Ce qui fait la particularité du roman, et qui m’a beaucoup interpellée au début car je ne m’attendais pas du tout à cela, c’est la façon dont l’auteure a choisi d’écrire. Son texte est brut, comme si elle l’avait écrit d’une traite, sans se relire une seule fois, sans soucis de la structure, et l’avait envoyé en maison d’édition qui l’aurait publié tel quel. Nous sommes plongés dans la pensée de Dam tout du long, à la façon la plus stricte du sens de « focalisation interne ». Absolument tout est vu et décrit à travers lui, au point que même les dialogues et leur structure typographique sont mis à mal. Parfois les tirets propres au dialogue n’apparaissent tout simplement pas, remplacés par la pensée rapportée de Dam ou par des guillemets. Le lexique utilisé est particulier également, puisqu’il pourrait parfois presque s’apparenter à du langage oral, de part certaines expressions utilisées. La fin de l’histoire mise en place par l’auteure est également inattendue par son originalité, qui plonge le lecteur dans le doute et l’incompréhension, avant de lui laisser faire un choix. Je ne peux pas en dire davantage sans rien révéler, mais pour vous donner une idée générale, j’ai pleuré toutes les larmes de mon corps. J’ai refermé le roman en tremblant, assommée de sommeil mais dans l’incapacité de dormir à cause de toutes les questions existentielles que je me suis posée seule dans le noir, et encore beaucoup les jours suivants. Je ne vous raconte pas le (non) réveil difficile le lendemain matin. Encore aujourd’hui, le simple fait d’écrire me fait remonter ce sentiment que je ne pourrai définir et qui ne peut être compris que par ceux qui ont lu le livre et l’ont ressenti comme je l’ai ressenti.

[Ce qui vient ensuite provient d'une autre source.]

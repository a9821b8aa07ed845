//! The `IDisposable` pattern: a guard field, `Dispose(bool)`, a commented
//! finalizer and a `Dispose()` that calls into both.

use crate::context::ImplementContext;
use crate::ir::{ArgNode, BodyNode, DeclNode, ExprNode, MemberNode, ParamNode, StmtNode};
use crate::query::InterfaceMember;
use crate::synthesis::{BodyKind, SynthesizedMember};
use rustc_hash::FxHashSet;
use sharpfix_common::escape_identifier;
use sharpfix_common::limits::MAX_NAME_SUFFIX;
use sharpfix_symbols::well_known::{SYSTEM, is_idisposable};
use sharpfix_symbols::{
    Accessibility, ExplicitImplementation, FieldSignature, MemberKind, MemberModifiers,
    MemberSymbol, MethodSignature, Parameter, SpecialType, SymbolDatabase, TypeDisplay, TypeRef,
};
use sharpfix_syntax::MemberDeclarationKind;
use tracing::debug;

const GUARD_FIELD: &str = "disposedValue";
const DISPOSE: &str = "Dispose";
const DISPOSING: &str = "disposing";
const DO_NOT_CHANGE: &str =
    "Do not change this code. Put cleanup code in 'Dispose(bool disposing)' method";

/// `void Dispose()` of `System.IDisposable`.
pub fn is_dispose_member(db: &dyn SymbolDatabase, member: &InterfaceMember) -> bool {
    member.name == DISPOSE
        && !member.is_static()
        && is_idisposable(db, &member.interface)
        && matches!(
            &member.kind,
            MemberKind::Method(sig)
                if sig.parameters.is_empty()
                    && sig.type_parameters.is_empty()
                    && sig.return_type.is_void()
        )
}

/// The pattern is offered for classes implementing `IDisposable.Dispose()`
/// that do not declare `Dispose(bool)` already.
pub fn applies(ctx: &ImplementContext<'_>, members: &[InterfaceMember]) -> bool {
    ctx.is_class()
        && members.iter().any(|m| is_dispose_member(ctx.db, m))
        && !declares_dispose_bool(ctx)
}

fn declares_dispose_bool(ctx: &ImplementContext<'_>) -> bool {
    ctx.db
        .members_named(ctx.target, DISPOSE)
        .into_iter()
        .any(|(_, m)| match &m.kind {
            MemberKind::Method(sig) => {
                sig.parameters.len() == 1
                    && sig.parameters[0].ty.as_special() == Some(SpecialType::Bool)
            }
            _ => false,
        })
}

/// Name of the guard field. `disposedValue` (with the configured private
/// field prefix) unless a member already uses it, then `disposedValue1`,
/// `disposedValue2`, ...
#[derive(Clone, Debug, PartialEq, Eq)]
pub struct DisposeState {
    pub field_name: String,
}

impl DisposeState {
    pub fn choose(ctx: &ImplementContext<'_>, taken: &FxHashSet<String>) -> Self {
        let base = format!("{}{GUARD_FIELD}", ctx.options.naming.private_field_prefix);
        let in_use = |name: &str| {
            taken.contains(name)
                || ctx.db.members_named(ctx.target, name).into_iter().next().is_some()
        };
        let field_name = if in_use(&base) {
            (1..=MAX_NAME_SUFFIX)
                .map(|n| format!("{base}{n}"))
                .find(|name| !in_use(name))
                .unwrap_or(base)
        } else {
            base
        };
        Self { field_name }
    }
}

/// The three pattern members plus the guard field, in that order of
/// appearance: field, `Dispose(bool)`, `Dispose()`.
pub fn pattern_members(
    ctx: &ImplementContext<'_>,
    display: &mut TypeDisplay<'_>,
    member: &InterfaceMember,
    explicit: bool,
    taken: &FxHashSet<String>,
) -> Vec<SynthesizedMember> {
    let state = DisposeState::choose(ctx, taken);
    debug!(field = %state.field_name, explicit, "dispose pattern");
    vec![
        guard_field(ctx, &state),
        dispose_bool(ctx, &state),
        dispose(ctx, display, member, explicit),
    ]
}

fn guard_field(ctx: &ImplementContext<'_>, state: &DisposeState) -> SynthesizedMember {
    let mut symbol = MemberSymbol::new(
        state.field_name.clone(),
        ctx.target,
        MemberKind::Field(FieldSignature {
            ty: TypeRef::bool(),
            constant: None,
        }),
    );
    symbol.accessibility = Accessibility::Private;
    SynthesizedMember {
        node: MemberNode {
            leading_comments: Vec::new(),
            attributes: Vec::new(),
            modifiers: vec!["private"],
            decl: DeclNode::Field {
                ty: "bool".to_string(),
                name: escape_identifier(&state.field_name),
                initializer: None,
            },
        },
        group: MemberDeclarationKind::Field,
        name: state.field_name.clone(),
        symbol,
        body: BodyKind::None,
    }
}

fn dispose_bool(ctx: &ImplementContext<'_>, state: &DisposeState) -> SynthesizedMember {
    let sealed = ctx.symbol.is_sealed();
    let guard = escape_identifier(&state.field_name);
    let body = vec![StmtNode::If {
        condition: ExprNode::Not(Box::new(ExprNode::ident(guard.clone()))),
        then: vec![
            StmtNode::If {
                condition: ExprNode::ident(DISPOSING),
                then: vec![StmtNode::Comment(
                    "TODO: dispose managed state (managed objects)".to_string(),
                )],
            },
            StmtNode::Blank,
            StmtNode::Comment(
                "TODO: free unmanaged resources (unmanaged objects) and override finalizer"
                    .to_string(),
            ),
            StmtNode::Comment("TODO: set large fields to null".to_string()),
            StmtNode::Expr(ExprNode::assign(
                ExprNode::ident(guard),
                "=",
                ExprNode::Literal("true".to_string()),
            )),
        ],
    }];

    let mut symbol = MemberSymbol::new(
        DISPOSE,
        ctx.target,
        MemberKind::Method(MethodSignature::new(
            TypeRef::void(),
            vec![Parameter::new(DISPOSING, TypeRef::bool())],
        )),
    );
    if sealed {
        symbol.accessibility = Accessibility::Private;
    } else {
        symbol.accessibility = Accessibility::Protected;
        symbol.modifiers = MemberModifiers::VIRTUAL;
    }

    SynthesizedMember {
        node: MemberNode {
            leading_comments: Vec::new(),
            attributes: Vec::new(),
            modifiers: if sealed {
                vec!["private"]
            } else {
                vec!["protected", "virtual"]
            },
            decl: DeclNode::Method {
                return_type: "void".to_string(),
                explicit_interface: None,
                name: DISPOSE.to_string(),
                type_parameters: Vec::new(),
                parameters: vec![ParamNode {
                    attributes: Vec::new(),
                    modifier: "",
                    ty: "bool".to_string(),
                    name: DISPOSING.to_string(),
                    default: None,
                }],
                constraints: Vec::new(),
                body: BodyNode::Block(body),
            },
        },
        group: MemberDeclarationKind::Method,
        name: DISPOSE.to_string(),
        symbol,
        body: BodyKind::Statements,
    }
}

fn dispose(
    ctx: &ImplementContext<'_>,
    display: &mut TypeDisplay<'_>,
    member: &InterfaceMember,
    explicit: bool,
) -> SynthesizedMember {
    let type_name = escape_identifier(&ctx.symbol.name);
    let leading_comments = vec![
        "// // TODO: override finalizer only if 'Dispose(bool disposing)' has code to free unmanaged resources".to_string(),
        format!("// ~{type_name}()"),
        "// {".to_string(),
        format!("//     // {DO_NOT_CHANGE}"),
        "//     Dispose(disposing: false);".to_string(),
        "// }".to_string(),
        String::new(),
    ];
    let gc = display.display_name(SYSTEM, "GC");
    let body = vec![
        StmtNode::Comment(DO_NOT_CHANGE.to_string()),
        StmtNode::Expr(ExprNode::call(
            ExprNode::ident(DISPOSE),
            vec![ArgNode::named(DISPOSING, ExprNode::Literal("true".to_string()))],
        )),
        StmtNode::Expr(ExprNode::call(
            ExprNode::member(ExprNode::ident(gc), "SuppressFinalize"),
            vec![ArgNode::positional(ExprNode::This)],
        )),
    ];

    let mut symbol = MemberSymbol::new(DISPOSE, ctx.target, member.kind.clone());
    if explicit {
        symbol.accessibility = Accessibility::Private;
        symbol.explicit_implementations.push(ExplicitImplementation {
            interface: member.interface.clone(),
            member: member.id,
        });
    }

    SynthesizedMember {
        node: MemberNode {
            leading_comments,
            attributes: Vec::new(),
            modifiers: if explicit { Vec::new() } else { vec!["public"] },
            decl: DeclNode::Method {
                return_type: "void".to_string(),
                explicit_interface: explicit.then(|| display.display(&member.interface)),
                name: DISPOSE.to_string(),
                type_parameters: Vec::new(),
                parameters: Vec::new(),
                constraints: Vec::new(),
                body: BodyNode::Block(body),
            },
        },
        group: MemberDeclarationKind::Method,
        name: DISPOSE.to_string(),
        symbol,
        body: BodyKind::Statements,
    }
}
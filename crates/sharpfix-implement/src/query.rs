//! Which interface members a type still has to implement.

use sharpfix_symbols::queries::{base_class_chain, interface_closure};
use sharpfix_symbols::{
    Accessibility, AttributeData, MemberId, MemberKind, MemberModifiers, MemberSymbol,
    PropertySignature, SymbolDatabase, TypeKind, TypeRef, TypeSubstitution, TypeSymbolId,
    is_accessible_from, signatures_equivalent, types_equivalent,
};
use tracing::{debug, trace};

/// An interface member as seen through one instantiation of its interface.
#[derive(Clone, Debug, PartialEq)]
pub struct InterfaceMember {
    /// The declaring interface, instantiated (`IList<int>`).
    pub interface: TypeRef,
    pub id: MemberId,
    pub name: String,
    /// Signature with the interface's type parameters substituted.
    pub kind: MemberKind,
    pub accessibility: Accessibility,
    pub modifiers: MemberModifiers,
    pub attributes: Vec<AttributeData>,
    pub declaring_assembly: String,
}

impl InterfaceMember {
    pub fn is_static(&self) -> bool {
        self.modifiers.contains(MemberModifiers::STATIC)
    }

    /// Generic arity of a method member.
    pub fn arity(&self) -> usize {
        match &self.kind {
            MemberKind::Method(sig) => sig.type_parameters.len(),
            _ => 0,
        }
    }

    /// Whether an implicit (public) implementation in `assembly` can
    /// implement this member.
    pub fn is_accessible_from(&self, db: &dyn SymbolDatabase, assembly: &str) -> bool {
        is_accessible_from(db, self.accessibility, &self.declaring_assembly, assembly)
    }
}

/// The missing members of one interface in the closure.
#[derive(Clone, Debug, PartialEq)]
pub struct InterfaceMemberGroup {
    pub interface: TypeRef,
    pub members: Vec<InterfaceMember>,
}

/// Missing members per interface in closure order (base interfaces first).
/// Interfaces with nothing missing are left out.
pub fn unimplemented_member_groups(
    db: &dyn SymbolDatabase,
    target: TypeSymbolId,
    interface: &TypeRef,
) -> Vec<InterfaceMemberGroup> {
    let Some(target_symbol) = db.type_symbol(target) else {
        return Vec::new();
    };
    let target_type = self_instantiation(db, target);
    let allows_static = matches!(target_symbol.kind, TypeKind::Class | TypeKind::Struct);

    let mut groups = Vec::new();
    for iface in interface_closure(db, interface) {
        let Some((iface_id, _)) = iface.as_named() else {
            continue;
        };
        let subst = TypeSubstitution::for_type(db, &iface);
        let mut members = Vec::new();
        for (id, member) in db.members_of(iface_id) {
            if !is_implementable(member, allows_static) {
                continue;
            }
            let kind = subst.apply_member(db, &member.kind);
            if is_implemented(db, &target_type, &iface, id, member, &kind) {
                trace!(member = %member.name, "already implemented");
                continue;
            }
            members.push(InterfaceMember {
                interface: iface.clone(),
                id,
                name: member.name.clone(),
                kind,
                accessibility: member.accessibility,
                modifiers: member.modifiers,
                attributes: member.attributes.clone(),
                declaring_assembly: db
                    .type_symbol(iface_id)
                    .map(|s| s.assembly.clone())
                    .unwrap_or_default(),
            });
        }
        if !members.is_empty() {
            groups.push(InterfaceMemberGroup {
                interface: iface,
                members,
            });
        }
    }
    debug!(
        target = %db.qualified_name(target),
        groups = groups.len(),
        members = groups.iter().map(|g| g.members.len()).sum::<usize>(),
        "unimplemented interface members"
    );
    groups
}

/// Missing members flattened across the closure. Members that two
/// interfaces declare with the same substituted signature appear once.
pub fn unimplemented_members(
    db: &dyn SymbolDatabase,
    target: TypeSymbolId,
    interface: &TypeRef,
) -> Vec<InterfaceMember> {
    distinct_members(db, &unimplemented_member_groups(db, target, interface))
}

/// Members of `groups` in order, dropping any with the same name,
/// staticness and substituted signature as an earlier one.
pub fn distinct_members(db: &dyn SymbolDatabase, groups: &[InterfaceMemberGroup]) -> Vec<InterfaceMember> {
    let mut out: Vec<InterfaceMember> = Vec::new();
    for group in groups {
        for member in &group.members {
            let duplicate = out.iter().any(|m| {
                m.name == member.name
                    && m.is_static() == member.is_static()
                    && signatures_equivalent(db, &m.kind, &member.kind)
            });
            if !duplicate {
                out.push(member.clone());
            }
        }
    }
    out
}

pub(crate) fn self_instantiation(db: &dyn SymbolDatabase, target: TypeSymbolId) -> TypeRef {
    let owner = sharpfix_symbols::TypeParameterOwner::Type { symbol: target };
    let args = db
        .type_symbol(target)
        .map(|s| {
            s.type_parameters
                .iter()
                .enumerate()
                .map(|(i, p)| TypeRef::type_param(owner, i as u32, p.name.clone()))
                .collect()
        })
        .unwrap_or_default();
    TypeRef::generic(target, args)
}

fn is_implementable(member: &MemberSymbol, allows_static: bool) -> bool {
    let shape = matches!(
        member.kind,
        MemberKind::Method(_)
            | MemberKind::Property(_)
            | MemberKind::Indexer(_)
            | MemberKind::Event(_)
            | MemberKind::Operator(_)
    );
    if !shape || member.has_body || member.accessibility == Accessibility::Private {
        return false;
    }
    if member.is_static() {
        return member.is_abstract() && allows_static;
    }
    true
}

/// Whether the target or one of its base classes already implements the
/// interface member, explicitly or by a matching public member.
fn is_implemented(
    db: &dyn SymbolDatabase,
    target_type: &TypeRef,
    iface: &TypeRef,
    id: MemberId,
    member: &MemberSymbol,
    kind: &MemberKind,
) -> bool {
    let mut types = vec![target_type.clone()];
    types.extend(base_class_chain(db, target_type));
    for ty in &types {
        let Some((symbol, _)) = ty.as_named() else {
            continue;
        };
        let subst = TypeSubstitution::for_type(db, ty);
        for (_, candidate) in db.members_of(symbol) {
            let explicit = candidate.explicit_implementations.iter().any(|e| {
                e.member == id && types_equivalent(db, &subst.apply(db, &e.interface), iface)
            });
            if explicit {
                return true;
            }
            if implements_implicitly(db, &subst, candidate, member, kind) {
                return true;
            }
        }
    }
    false
}

fn implements_implicitly(
    db: &dyn SymbolDatabase,
    subst: &TypeSubstitution,
    candidate: &MemberSymbol,
    member: &MemberSymbol,
    kind: &MemberKind,
) -> bool {
    if candidate.is_explicit_implementation()
        || candidate.accessibility != Accessibility::Public
        || candidate.name != member.name
        || candidate.is_static() != member.is_static()
    {
        return false;
    }
    let candidate_kind = subst.apply_member(db, &candidate.kind);
    if !signatures_equivalent(db, &candidate_kind, kind) {
        return false;
    }
    match (&candidate_kind, kind) {
        (MemberKind::Property(have), MemberKind::Property(need))
        | (MemberKind::Indexer(have), MemberKind::Indexer(need)) => accessors_satisfy(have, need),
        _ => true,
    }
}

/// Every accessor the interface requires exists and is public.
fn accessors_satisfy(have: &PropertySignature, need: &PropertySignature) -> bool {
    let public = |accessor: &Option<sharpfix_symbols::Accessor>| {
        accessor
            .as_ref()
            .is_some_and(|a| a.accessibility.is_none_or(|acc| acc == Accessibility::Public))
    };
    (need.getter.is_none() || public(&have.getter)) && (need.setter.is_none() || public(&have.setter))
}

Dans Le faire ou mourir de Claire-Lise Marguier donc, on entre dans le précipice de la vie de Damien, adolescent incompris et révolté qui se découvre une identité nouvelle, tiraillé entre son amour naissant pour un autre garçon et sa haine de la vie en général. Dam est au bord du gouffre, et nous, lecteurs, retenons notre souffle tout du long pour ne pas tomber avec lui…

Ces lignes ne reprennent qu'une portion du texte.